Nothing came out of it, I changed my picture..
Now I'm a boring black-white headshot like everyone else, and that's fine too..
To be honest, that's not the part of professional standards you should worry about.. How's the stuff they do? Do they put some pride into doing good work? Are they honest and responsible when their blunders float to the top ?
People grow out of thinking furry pictures are appropriate profile pictures.. But they don't grow out of not caring about doing shoddy work.
(Aristotle)
One that really gets under my skin is being told "thank you" at a store or restaurant. One time a worker told me thank you from all the way across the McDonalds; just yelled it across the room like no person would ever do outside of work. It's not normal human behavior. I didn't do anything to benefit them. They're not saying thank you, they're performing an arbitrary action so they'll continue to be allowed to work to survive. It's done out of fear of starvation and homelessness.
Stop making people wear stupid "professional" clothing too. It's useless. You have to be all careful and not get your pretty little useless clothes dirty. "OMG is that a wrinkle? Please someone help me do this basic task because I can't get my little outfit dirty".
I say stop trying to make people act like robots. The life is already being sucked out of the everything in every way the parasites can manage to find. Why make it worse?
Is there a policy on using portrait photos of oneself at your company? Then the profile photos should indeed be changed, because they're not photos of oneself, but drawings of cartoonish animals.
Otherwise there is no issue here but your understanding of subcultures and these three members of your team. I invite you to talk to them directly, mention the sex thing, and watch hilarity ensue.
> I've tried to bring this up with management but have been told they don't see any issues and I should drop it.
They probably value their contribution to the company over potential misunderstandings should these developers come into contact with customers via Teams. Management might not know what furries are. They might have googled it and found it to be benign. They also might have reacted that way due to the way you presented the issue, or interact with management or your team in general. It's impossible to tell from your post alone.
> Am I overreacting here?
Yes, but that is understandable if you believe that it's a sex thing.
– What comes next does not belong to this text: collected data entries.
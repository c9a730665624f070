//! Health check handlers.
//!
//! `/health` and `/healthz` are liveness probes. They do not touch the
//! identity backend or the release feed.

/// Liveness probe handler.
pub async fn health_check() -> &'static str {
    "OK"
}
> Is this normal in a corporate environment? I get that with remote work, things have become more casual, but not too sure if this is too far.
Depends on the company. Some may have policies on profile pictures, none of those will explicitly ban furry avatar pictures.
Good luck with the younger generation, Gigachad!
Otherwise, I'm hoping we're getting closer to a point where we don't judge people based off of what they look like or what profile pics they use.
Yes, always has, always will, for every generation.
If you get enough people who don't line animal pfp, it's not professional. If people don't care, it's professional enough.
> I get that with remote work, things have become more casual, but not too sure if this is too far.
Too far for what? Has anyone actually complained, or do you project your own view as something a customer may potentially complain about in the future? If you're just worried about the looks... maybe you should think why that bothers you.
That said I'm approaching the old fart age and it's not how I'd want my employees representing my company, if I had one...
HN is not your supervisor.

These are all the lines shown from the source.